[Start of section]

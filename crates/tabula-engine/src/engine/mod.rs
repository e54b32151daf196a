//! Spreadsheet engine API.
//!
//! - [`CellRef`], [`CellRange`] - A1 addressing and rectangular ranges
//! - [`Cell`], [`CellStyle`], [`StylePatch`], [`Grid`] - Stored cell state
//! - [`Value`], [`CellError`] - Computed values and in-band error codes
//! - [`parse_formula`] - Split formula text into its syntactic form
//! - [`extract_dependencies`] - Cells a formula reads
//! - [`has_cycle`] - Circular reference detection
//! - [`evaluate`] - Formula evaluation against a [`ValueSource`]
//! - [`eval_expression`] - Closed-grammar arithmetic used by the fallback path

mod cell;
mod cell_ref;
mod cycle;
mod deps;
mod eval;
mod expr;
mod parse;
mod range;
mod value;

pub use cell::{Alignment, Cell, CellStyle, Grid, StylePatch};
pub use cell_ref::{CellRef, decode_address, encode_address};
pub use cycle::{FormulaSource, has_cycle};
pub use deps::{cell_ref_re, extract_dependencies};
pub use eval::{ValueSource, evaluate};
pub use expr::{ExprError, eval_expression};
pub use parse::{Formula, parse_formula, split_args};
pub use range::CellRange;
pub use value::{CellError, Value, coerce_literal, format_number};
//! Closed-grammar evaluator for substituted formula expressions.
//!
//! After cell references have been replaced by their values, the remaining
//! text is evaluated here. The grammar is deliberately small:
//!
//! ```text
//! expr    := term (('+' | '-') term)*
//! term    := unary (('*' | '/') unary)*
//! unary   := ('+' | '-') unary | primary
//! primary := NUMBER | STRING | '(' expr ')'
//! ```
//!
//! `+` concatenates when either side is text. The other operators accept text
//! only if it reads as a number. There are no identifiers, calls or
//! assignments, so formula text can never reach anything but arithmetic.

use thiserror::Error;

use super::value::{Value, format_number, parse_number};

const MAX_DEPTH: usize = 128;

/// Why an expression could not be evaluated.
#[derive(Error, Debug, Clone, PartialEq)]
pub enum ExprError {
    #[error("unexpected character {0:?} at offset {1}")]
    UnexpectedChar(char, usize),

    #[error("unexpected end of expression")]
    UnexpectedEnd,

    #[error("unexpected token at position {0}")]
    UnexpectedToken(usize),

    #[error("unterminated string literal")]
    UnterminatedString,

    #[error("malformed number {0:?}")]
    BadNumber(String),

    #[error("text {0:?} used as a number")]
    NotANumber(String),

    #[error("division by zero")]
    DivisionByZero,

    #[error("result is not a finite number")]
    NonFinite,

    #[error("expression nested too deeply")]
    TooDeep,
}

#[derive(Clone, Debug, PartialEq)]
enum Token {
    Number(f64),
    Text(String),
    Plus,
    Minus,
    Star,
    Slash,
    LParen,
    RParen,
}

#[derive(Clone, Debug, PartialEq)]
enum Operand {
    Num(f64),
    Str(String),
}

impl Operand {
    fn to_number(&self) -> Result<f64, ExprError> {
        match self {
            Operand::Num(n) => Ok(*n),
            Operand::Str(s) => parse_number(s).ok_or_else(|| ExprError::NotANumber(s.clone())),
        }
    }

    fn into_text(self) -> String {
        match self {
            Operand::Num(n) => format_number(n),
            Operand::Str(s) => s,
        }
    }
}

/// Evaluate an expression to a number or text value.
pub fn eval_expression(text: &str) -> Result<Value, ExprError> {
    let tokens = tokenize(text)?;
    let mut parser = Parser { tokens, pos: 0 };
    let result = parser.expr(0)?;
    if parser.pos < parser.tokens.len() {
        return Err(ExprError::UnexpectedToken(parser.pos));
    }
    match result {
        Operand::Num(n) if !n.is_finite() => Err(ExprError::NonFinite),
        Operand::Num(n) => Ok(Value::Number(n)),
        Operand::Str(s) => Ok(Value::Text(s)),
    }
}

fn tokenize(text: &str) -> Result<Vec<Token>, ExprError> {
    let mut tokens = Vec::new();
    let mut chars = text.char_indices().peekable();

    while let Some(&(i, ch)) = chars.peek() {
        match ch {
            c if c.is_whitespace() => {
                chars.next();
            }
            '+' | '-' | '*' | '/' | '(' | ')' => {
                chars.next();
                tokens.push(match ch {
                    '+' => Token::Plus,
                    '-' => Token::Minus,
                    '*' => Token::Star,
                    '/' => Token::Slash,
                    '(' => Token::LParen,
                    _ => Token::RParen,
                });
            }
            '"' => {
                chars.next();
                let mut s = String::new();
                let mut closed = false;
                while let Some((_, c)) = chars.next() {
                    match c {
                        '\\' => match chars.next() {
                            Some((_, escaped)) => s.push(escaped),
                            None => break,
                        },
                        '"' => {
                            closed = true;
                            break;
                        }
                        other => s.push(other),
                    }
                }
                if !closed {
                    return Err(ExprError::UnterminatedString);
                }
                tokens.push(Token::Text(s));
            }
            c if c.is_ascii_digit() || c == '.' => {
                let mut end = i;
                let mut prev = '\0';
                while let Some(&(j, c)) = chars.peek() {
                    let exponent_sign = (c == '+' || c == '-') && (prev == 'e' || prev == 'E');
                    if c.is_ascii_digit() || c == '.' || c == 'e' || c == 'E' || exponent_sign {
                        end = j + c.len_utf8();
                        prev = c;
                        chars.next();
                    } else {
                        break;
                    }
                }
                let literal = &text[i..end];
                let n = literal
                    .parse::<f64>()
                    .map_err(|_| ExprError::BadNumber(literal.to_string()))?;
                tokens.push(Token::Number(n));
            }
            other => return Err(ExprError::UnexpectedChar(other, i)),
        }
    }

    Ok(tokens)
}

struct Parser {
    tokens: Vec<Token>,
    pos: usize,
}

impl Parser {
    fn peek(&self) -> Option<&Token> {
        self.tokens.get(self.pos)
    }

    fn next(&mut self) -> Option<Token> {
        let token = self.tokens.get(self.pos).cloned();
        if token.is_some() {
            self.pos += 1;
        }
        token
    }

    fn expr(&mut self, depth: usize) -> Result<Operand, ExprError> {
        if depth > MAX_DEPTH {
            return Err(ExprError::TooDeep);
        }
        let mut lhs = self.term(depth)?;
        while let Some(op) = self.peek().cloned() {
            match op {
                Token::Plus => {
                    self.pos += 1;
                    let rhs = self.term(depth)?;
                    lhs = match (lhs, rhs) {
                        (Operand::Num(a), Operand::Num(b)) => Operand::Num(a + b),
                        (a, b) => Operand::Str(a.into_text() + &b.into_text()),
                    };
                }
                Token::Minus => {
                    self.pos += 1;
                    let rhs = self.term(depth)?;
                    lhs = Operand::Num(lhs.to_number()? - rhs.to_number()?);
                }
                _ => break,
            }
        }
        Ok(lhs)
    }

    fn term(&mut self, depth: usize) -> Result<Operand, ExprError> {
        let mut lhs = self.unary(depth)?;
        while let Some(op) = self.peek().cloned() {
            match op {
                Token::Star => {
                    self.pos += 1;
                    let rhs = self.unary(depth)?;
                    lhs = Operand::Num(lhs.to_number()? * rhs.to_number()?);
                }
                Token::Slash => {
                    self.pos += 1;
                    let rhs = self.unary(depth)?.to_number()?;
                    if rhs == 0.0 {
                        return Err(ExprError::DivisionByZero);
                    }
                    lhs = Operand::Num(lhs.to_number()? / rhs);
                }
                _ => break,
            }
        }
        Ok(lhs)
    }

    fn unary(&mut self, depth: usize) -> Result<Operand, ExprError> {
        if depth > MAX_DEPTH {
            return Err(ExprError::TooDeep);
        }
        match self.peek() {
            Some(Token::Minus) => {
                self.pos += 1;
                Ok(Operand::Num(-self.unary(depth + 1)?.to_number()?))
            }
            Some(Token::Plus) => {
                self.pos += 1;
                Ok(Operand::Num(self.unary(depth + 1)?.to_number()?))
            }
            _ => self.primary(depth),
        }
    }

    fn primary(&mut self, depth: usize) -> Result<Operand, ExprError> {
        let at = self.pos;
        match self.next() {
            Some(Token::Number(n)) => Ok(Operand::Num(n)),
            Some(Token::Text(s)) => Ok(Operand::Str(s)),
            Some(Token::LParen) => {
                let inner = self.expr(depth + 1)?;
                match self.next() {
                    Some(Token::RParen) => Ok(inner),
                    Some(_) => Err(ExprError::UnexpectedToken(self.pos - 1)),
                    None => Err(ExprError::UnexpectedEnd),
                }
            }
            Some(_) => Err(ExprError::UnexpectedToken(at)),
            None => Err(ExprError::UnexpectedEnd),
        }
    }
}
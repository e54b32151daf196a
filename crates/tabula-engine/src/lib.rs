//! tabula_engine - Spreadsheet formula engine.

pub mod builtins;
pub mod engine;
pub mod error;

pub use error::{EngineError, Result};
//! Router configuration for the web server.

use axum::{routing::get, Router};
use tower_http::cors::CorsLayer;

use super::handlers;
use super::AppState;

/// Create the main router with all routes.
pub fn create_router(state: AppState) -> Router {
    Router::new()
        // Batch generation
        .route("/generate", get(handlers::generate_cards))
        // Generated image listing and serving
        .route("/images", get(handlers::list_images))
        .route("/images/:domain", get(handlers::serve_image))
        .layer(CorsLayer::permissive())
        .with_state(state)
}
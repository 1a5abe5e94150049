//! Batch generation handler.

use axum::{extract::State, http::StatusCode, response::IntoResponse};
use tokio::sync::mpsc;

use super::super::AppState;

/// Run one generation batch over the configured domain limit and report
/// aggregate counts.
///
/// Per-domain problems are already absorbed by the service; only failing
/// to read the domain list surfaces here, as a generic 500 so spreadsheet
/// paths never leak to clients.
pub async fn generate_cards(State(state): State<AppState>) -> impl IntoResponse {
    // Progress events are only rendered by the CLI. Dropping the receiver
    // turns every send into a no-op.
    let (event_tx, _) = mpsc::channel(16);

    match state.generator.run(event_tx).await {
        Ok(report) => (
            StatusCode::OK,
            format!("Generated images for companies: {}.", report),
        )
            .into_response(),
        Err(e) => {
            tracing::error!("Failed to generate images: {}", e);
            (StatusCode::INTERNAL_SERVER_ERROR, "Failed to generate images.").into_response()
        }
    }
}
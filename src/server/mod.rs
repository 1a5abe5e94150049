//! Web server for generating and browsing logo cards.
//!
//! Three endpoints mirror the card lifecycle:
//! - `/generate` runs one bounded generation batch
//! - `/images` lists domains with a generated card
//! - `/images/:domain` serves the card itself

mod handlers;
mod routes;
mod templates;

pub use routes::create_router;

use std::net::SocketAddr;
use std::path::PathBuf;
use std::sync::Arc;
use std::time::Duration;

use crate::config::Settings;
use crate::logo::LogoClient;
use crate::services::{GenerationConfig, GenerationService};

/// Shared state for the web server.
#[derive(Clone)]
pub struct AppState {
    pub generator: Arc<GenerationService>,
    pub data_dir: PathBuf,
}

impl AppState {
    pub fn new(settings: &Settings) -> anyhow::Result<Self> {
        let logo_client = LogoClient::new(
            &settings.logo_service_url,
            Duration::from_secs(settings.request_timeout),
            &settings.user_agent,
        )?;

        let generator = GenerationService::new(
            Arc::new(logo_client),
            GenerationConfig {
                data_dir: settings.data_dir.clone(),
                spreadsheet: settings.spreadsheet.clone(),
                background: settings.background.clone(),
                domain_column: settings.domain_column.clone(),
                domain_prefix: settings.domain_prefix.clone(),
                limit: settings.generate_limit,
            },
        );

        Ok(Self {
            generator: Arc::new(generator),
            data_dir: settings.data_dir.clone(),
        })
    }
}

/// Start the web server.
pub async fn serve(settings: &Settings, host: &str, port: u16) -> anyhow::Result<()> {
    let state = AppState::new(settings)?;
    let app = create_router(state);

    let addr: SocketAddr = format!("{}:{}", host, port).parse()?;
    tracing::info!("Starting server at http://{}", addr);

    let listener = tokio::net::TcpListener::bind(addr).await?;
    axum::serve(listener, app).await?;

    Ok(())
}
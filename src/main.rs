//! logopress - company logo card generation and browsing.
//!
//! Reads company domains from a spreadsheet, fetches each company's logo
//! from a logo-by-domain service, composites it onto a shared background
//! template, and serves the generated cards over a small web interface.

mod cli;
mod compose;
mod config;
mod domains;
mod logo;
mod server;
mod services;
mod storage;

use tracing_subscriber::{layer::SubscriberExt, util::SubscriberInitExt};

#[tokio::main]
async fn main() -> anyhow::Result<()> {
    // Load .env file if present (before anything else)
    let _ = dotenvy::dotenv();

    // Initialize logging based on verbosity
    let default_filter = if cli::is_verbose() {
        "logopress=info"
    } else {
        "logopress=warn"
    };

    tracing_subscriber::registry()
        .with(
            tracing_subscriber::EnvFilter::try_from_default_env()
                .unwrap_or_else(|_| default_filter.into()),
        )
        .with(tracing_subscriber::fmt::layer())
        .init();

    // Run CLI
    cli::run().await
}
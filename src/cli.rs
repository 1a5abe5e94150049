//! CLI commands implementation.

use std::path::PathBuf;
use std::sync::Arc;
use std::time::Duration;

use clap::{Parser, Subcommand};
use console::style;
use indicatif::{ProgressBar, ProgressStyle};
use tokio::sync::mpsc;

use crate::config::{self, Settings};
use crate::logo::LogoClient;
use crate::server;
use crate::services::{GenerationConfig, GenerationEvent, GenerationReport, GenerationService};
use crate::storage;

#[derive(Parser)]
#[command(name = "logopress")]
#[command(about = "Company logo card generation and browsing tool")]
#[command(version)]
pub struct Cli {
    /// Data directory (inputs and generated cards)
    #[arg(long, global = true, env = "LOGOPRESS_DATA_DIR")]
    data_dir: Option<PathBuf>,

    /// Enable verbose logging
    #[arg(short, long, global = true)]
    pub verbose: bool,

    #[command(subcommand)]
    command: Commands,
}

/// Check if verbose mode is enabled (for early logging setup).
pub fn is_verbose() -> bool {
    std::env::args().any(|arg| arg == "-v" || arg == "--verbose")
}

#[derive(Subcommand)]
enum Commands {
    /// Prepare the data directory and check required inputs
    Init,

    /// Generate cards for the leading domains in the spreadsheet
    Generate {
        /// Limit number of domains to process (defaults to the configured batch limit)
        #[arg(short, long)]
        limit: Option<usize>,
        /// Output format (table, json)
        #[arg(short, long, default_value = "table")]
        format: String,
    },

    /// List domains with a generated card
    Ls,

    /// Start web server to generate and browse cards
    Serve {
        /// Address to bind to: PORT, HOST, or HOST:PORT (defaults to configured bind)
        bind: Option<String>,
    },
}

pub async fn run() -> anyhow::Result<()> {
    let cli = Cli::parse();

    let settings = config::load_settings(cli.data_dir.as_deref())?;

    match cli.command {
        Commands::Init => cmd_init(&settings),
        Commands::Generate { limit, format } => cmd_generate(&settings, limit, &format).await,
        Commands::Ls => cmd_ls(&settings),
        Commands::Serve { bind } => cmd_serve(&settings, bind.as_deref()).await,
    }
}

/// Build the generation service from settings.
fn build_service(settings: &Settings) -> anyhow::Result<GenerationService> {
    let logo_client = LogoClient::new(
        &settings.logo_service_url,
        Duration::from_secs(settings.request_timeout),
        &settings.user_agent,
    )?;

    Ok(GenerationService::new(
        Arc::new(logo_client),
        GenerationConfig {
            data_dir: settings.data_dir.clone(),
            spreadsheet: settings.spreadsheet.clone(),
            background: settings.background.clone(),
            domain_column: settings.domain_column.clone(),
            domain_prefix: settings.domain_prefix.clone(),
            limit: settings.generate_limit,
        },
    ))
}

fn cmd_init(settings: &Settings) -> anyhow::Result<()> {
    std::fs::create_dir_all(&settings.data_dir)?;

    println!(
        "{} Initialized logopress in {}",
        style("✓").green(),
        settings.data_dir.display()
    );

    for (label, path) in [
        ("spreadsheet", &settings.spreadsheet),
        ("background", &settings.background),
    ] {
        if path.is_file() {
            println!(
                "  {} Found {}: {}",
                style("✓").green(),
                label,
                path.display()
            );
        } else {
            println!(
                "  {} Missing {}: {}",
                style("!").yellow(),
                label,
                path.display()
            );
        }
    }

    Ok(())
}

async fn cmd_generate(
    settings: &Settings,
    limit: Option<usize>,
    format: &str,
) -> anyhow::Result<()> {
    let limit = limit.unwrap_or(settings.generate_limit);
    let service = build_service(settings)?;

    // Event channel for progress updates
    let (event_tx, mut event_rx) = mpsc::channel::<GenerationEvent>(100);

    let pb = ProgressBar::new(limit as u64);
    pb.set_style(
        ProgressStyle::default_bar()
            .template("{spinner:.green} [{bar:40.cyan/blue}] {pos}/{len} {msg}")
            .unwrap()
            .progress_chars("#>-"),
    );

    // Spawn event handler task (UI layer)
    let event_handler = tokio::spawn(async move {
        while let Some(event) = event_rx.recv().await {
            match event {
                GenerationEvent::Started { domain } => {
                    pb.set_message(domain);
                }
                GenerationEvent::Finished { .. } => {
                    pb.inc(1);
                }
            }
        }
        pb.finish_and_clear();
    });

    // Run generation service (business logic)
    let result = service.run_with_limit(limit, event_tx).await;

    // Wait for event handler to finish
    let _ = event_handler.await;

    let report = result?;
    print_report(&report, format)
}

fn print_report(report: &GenerationReport, format: &str) -> anyhow::Result<()> {
    match format {
        "json" => {
            println!("{}", serde_json::to_string_pretty(report)?);
        }
        _ => {
            println!(
                "{} Generated {} cards",
                style("✓").green(),
                report.generated
            );

            if report.skipped > 0 {
                println!(
                    "  {} {} skipped (no logo or unusable directory)",
                    style("→").dim(),
                    report.skipped
                );
            }

            if report.failed > 0 {
                println!("  {} {} failed", style("✗").red(), report.failed);
            }
        }
    }

    Ok(())
}

fn cmd_ls(settings: &Settings) -> anyhow::Result<()> {
    let domains = storage::list_generated(&settings.data_dir);

    if domains.is_empty() {
        println!("{} No cards generated yet", style("!").yellow());
        return Ok(());
    }

    println!("\n{:<30}  {:<10}  Path", "Domain", "Size");
    println!("{}", "-".repeat(70));

    for domain in &domains {
        let path = storage::card_path(&settings.data_dir, domain);
        let size = std::fs::metadata(&path)
            .map(|m| format_bytes(m.len()))
            .unwrap_or_else(|_| "-".to_string());

        println!("{:<30}  {:<10}  {}", domain, size, path.display());
    }

    println!("\n{} cards", domains.len());
    Ok(())
}

async fn cmd_serve(settings: &Settings, bind: Option<&str>) -> anyhow::Result<()> {
    let (host, port) = match bind {
        Some(bind) => parse_bind_address(bind, &settings.host, settings.port)?,
        None => (settings.host.clone(), settings.port),
    };

    println!(
        "{} Starting logopress server at http://{}:{}",
        style("→").cyan(),
        host,
        port
    );
    println!("  Press Ctrl+C to stop");

    server::serve(settings, &host, port).await
}

/// Parse a bind address that can be:
/// - Just a port: "3000" -> {default host}:3000
/// - Just a host: "0.0.0.0" -> 0.0.0.0:{default port}
/// - Host and port: "0.0.0.0:3000" -> 0.0.0.0:3000
fn parse_bind_address(
    bind: &str,
    default_host: &str,
    default_port: u16,
) -> anyhow::Result<(String, u16)> {
    // Try parsing as just a port number
    if let Ok(port) = bind.parse::<u16>() {
        return Ok((default_host.to_string(), port));
    }

    // Try parsing as host:port
    if let Some((host, port_str)) = bind.rsplit_once(':') {
        if let Ok(port) = port_str.parse::<u16>() {
            return Ok((host.to_string(), port));
        }
    }

    // Must be just a host, use default port
    Ok((bind.to_string(), default_port))
}

fn format_bytes(bytes: u64) -> String {
    if bytes >= 1_000_000 {
        format!("{:.2} MB", bytes as f64 / 1_000_000.0)
    } else if bytes >= 1_000 {
        format!("{:.2} KB", bytes as f64 / 1_000.0)
    } else {
        format!("{} bytes", bytes)
    }
}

[End of section]

• **Problem**: Of all the entries above, repeat only the lines from the line that has "filename src/main.rs" to the line that has "#[command(version)]", both lines included, exactly.

• **Solution for this task**:
filename src/main.rs
//! logopress - company logo card generation and browsing.
//!
//! Reads company domains from a spreadsheet, fetches each company's logo
//! from a logo-by-domain service, composites it onto a shared background
//! template, and serves the generated cards over a small web interface.

mod cli;
mod compose;
mod config;
mod domains;
mod logo;
mod server;
mod services;
mod storage;

use tracing_subscriber::{layer::SubscriberExt, util::SubscriberInitExt};

#[tokio::main]
async fn main() -> anyhow::Result<()> {
    // Load .env file if present (before anything else)
    let _ = dotenvy::dotenv();

    // Initialize logging based on verbosity
    let default_filter = if cli::is_verbose() {
        "logopress=info"
    } else {
        "logopress=warn"
    };

    tracing_subscriber::registry()
        .with(
            tracing_subscriber::EnvFilter::try_from_default_env()
                .unwrap_or_else(|_| default_filter.into()),
        )
        .with(tracing_subscriber::fmt::layer())
        .init();

    // Run CLI
    cli::run().await
}
filename src/cli.rs
repository 1a5abe5e94150049
//! CLI commands implementation.

use std::path::PathBuf;
use std::sync::Arc;
use std::time::Duration;

use clap::{Parser, Subcommand};
use console::style;
use indicatif::{ProgressBar, ProgressStyle};
use tokio::sync::mpsc;

use crate::config::{self, Settings};
use crate::logo::LogoClient;
use crate::server;
use crate::services::{GenerationConfig, GenerationEvent, GenerationReport, GenerationService};
use crate::storage;

#[derive(Parser)]
#[command(name = "logopress")]
#[command(about = "Company logo card generation and browsing tool")]
#[command(version)]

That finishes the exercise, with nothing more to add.